The root of the problem is the state’s Raise the Age law, signed by Gov. Cuomo on April 10, 2017. The legislation, embedded into the state budget that year, increased the age of criminal responsibility from 16 to 18 throughout the state, effective on Oct. 1, 2019.
It intends to offer troubled teens a lifeline out of the criminal justice system before they become adults — but in practice, it results in a “catch and release” system that condemns kids to a deadly cycle of violence.
“It’s kill or be killed out here,” said former Bronx prosecutor turned criminal defense attorney Michael Discioarro.
The state website touting the law says automatically prosecuting 16 and 17 years olds as adults was an “injustice” that “unfairly punished youth and prevented them from receiving the services they need to rehabilitate themselves and re-integrate into their communities.”
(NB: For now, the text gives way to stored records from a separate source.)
//! BM25 lexical searcher (C4, spec §4.3).

use super::{SearchHit, SearchOutcome};
use crate::storage::{DocumentFilter, Store, BM25_NO_LIMIT};
use std::time::Instant;

#[derive(Debug, Clone, Default)]
pub struct Bm25Query {
    pub query_text: String,
    pub collections: Vec<String>,
    pub min_score: f32,
    pub top_n: usize,
    pub offset: usize,
    pub tag_list: Vec<String>,
}

/// `bm25_search` (spec §4.3): tokenize, score via the view's analyzer, apply
/// the `min_score` cutoff and `ALL`-semantics tag filter, paginate, and run
/// an auxiliary count query sharing the same filters.
pub async fn bm25_search(store: &dyn Store, query: &Bm25Query) -> SearchOutcome {
    let started = Instant::now();

    if query.query_text.trim().is_empty() {
        return SearchOutcome::failed("bm25-failed", "text", "Query text cannot be empty");
    }

    if !query.collections.is_empty() {
        for collection in &query.collections {
            match store.has_collection(collection).await {
                Ok(true) => {}
                Ok(false) => {
                    return SearchOutcome::failed(
                        "bm25-failed",
                        "text",
                        format!("collection does not exist: {collection}"),
                    )
                }
                Err(e) => return SearchOutcome::failed("bm25-failed", "text", e.to_string()),
            }
        }
    }

    // Fetch every matching row, not just enough to paginate from: spec §4.3
    // step 5 requires `total_count` to reflect an auxiliary, unpaginated
    // count query sharing these same filters, so the candidate set itself
    // has to be complete before we apply min_score/tag filtering and count
    // what survives.
    let candidates = match store.bm25_candidates(&query.query_text, &query.collections, BM25_NO_LIMIT).await {
        Ok(c) => c,
        Err(e) => return SearchOutcome::failed("bm25-failed", "text", e.to_string()),
    };

    let filter = DocumentFilter {
        collections: query.collections.clone(),
        tags: query.tag_list.clone(),
        require_all_tags: true,
        attribute_equals: vec![],
    };
    let tag_filtered_docs = match store.list_documents(&filter).await {
        Ok(docs) => docs,
        Err(e) => return SearchOutcome::failed("bm25-failed", "text", e.to_string()),
    };
    let allowed: std::collections::HashSet<String> =
        tag_filtered_docs.into_iter().map(|d| d.id.as_str().to_string()).collect();

    let mut scored: Vec<(String, f32)> = candidates
        .into_iter()
        .filter(|(id, score)| *score >= query.min_score && allowed.contains(id.as_str()))
        .map(|(id, score)| (id.as_str().to_string(), score))
        .collect();
    scored.sort_by(|a, b| b.1.partial_cmp(&a.1).unwrap_or(std::cmp::Ordering::Equal));

    let total_count = scored.len() as u64;
    let page: Vec<(String, f32)> = scored.into_iter().skip(query.offset).take(query.top_n).collect();

    let results = page
        .into_iter()
        .enumerate()
        .map(|(i, (id, score))| SearchHit {
            document_id: crate::document::DocumentId::from_string(id),
            score,
            similarity_score: None,
            tag_match_score: None,
            rank: i + 1,
        })
        .collect();

    let elapsed_ms = started.elapsed().as_millis() as u64;
    SearchOutcome::succeeded("bm25", "text", results, total_count, elapsed_ms)
}

#[cfg(test)]
mod tests {
    use super::*;
    use crate::document::Document;
    use crate::storage::sqlite::SqliteStore;

    #[tokio::test]
    async fn empty_query_returns_structured_error() {
        let store = SqliteStore::open_in_memory().unwrap();
        let outcome = bm25_search(&store, &Bm25Query { query_text: "".into(), top_n: 10, ..Default::default() }).await;
        assert!(outcome.error.is_some());
        assert_eq!(outcome.search_engine, "bm25-failed");
    }

    #[tokio::test]
    async fn tag_filter_restricts_to_matching_documents() {
        let store = SqliteStore::open_in_memory().unwrap();
        let a = Document::new("documents", "note", "python database tutorial").with_tags(["python", "db"]);
        let b = Document::new("documents", "note", "python basics").with_tags(["python"]);
        let c = Document::new("documents", "note", "database basics").with_tags(["db"]);
        store.insert_document(&a).await.unwrap();
        store.insert_document(&b).await.unwrap();
        store.insert_document(&c).await.unwrap();

        let outcome = bm25_search(
            &store,
            &Bm25Query {
                query_text: "python".into(),
                tag_list: vec!["python".into(), "db".into()],
                top_n: 10,
                ..Default::default()
            },
        )
        .await;

        assert!(outcome.error.is_none());
        assert_eq!(outcome.results.len(), 1);
        assert_eq!(outcome.results[0].document_id, a.id);
    }
}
But rehabilitation services have not materialized, critics say. Supervision and oversight promised by the legislation have also been lax.
The law gives thousands of juvenile offenders a slap on the wrist and then spits them back out on the street, often to the care of criminal enterprises. Their cases wend their way through a secretive and labyrinthine legal system — while the teens graduate to greater criminality and violence or face the threat of death themselves.
“Nobody consulted prosecutors and judges when they wrote this law, and if they were lawyers, they never did criminal cases. Not in New York City. Not the Bronx,” said one law enforcement source.
Terrifying and troubling examples of the broken system abound — including Tyree Malone, one of the teens who observers said failed to get the resources, supervision and oversight promised by the Raise the Age law.
A 17-year-old reputed member of the brutal Bronx-based JackBoyZ crew, Malone was charged as an adolescent offender in at least three consecutive gun arrests in less than a year – before graduating to the alleged murder of Dandre Johnson this summer.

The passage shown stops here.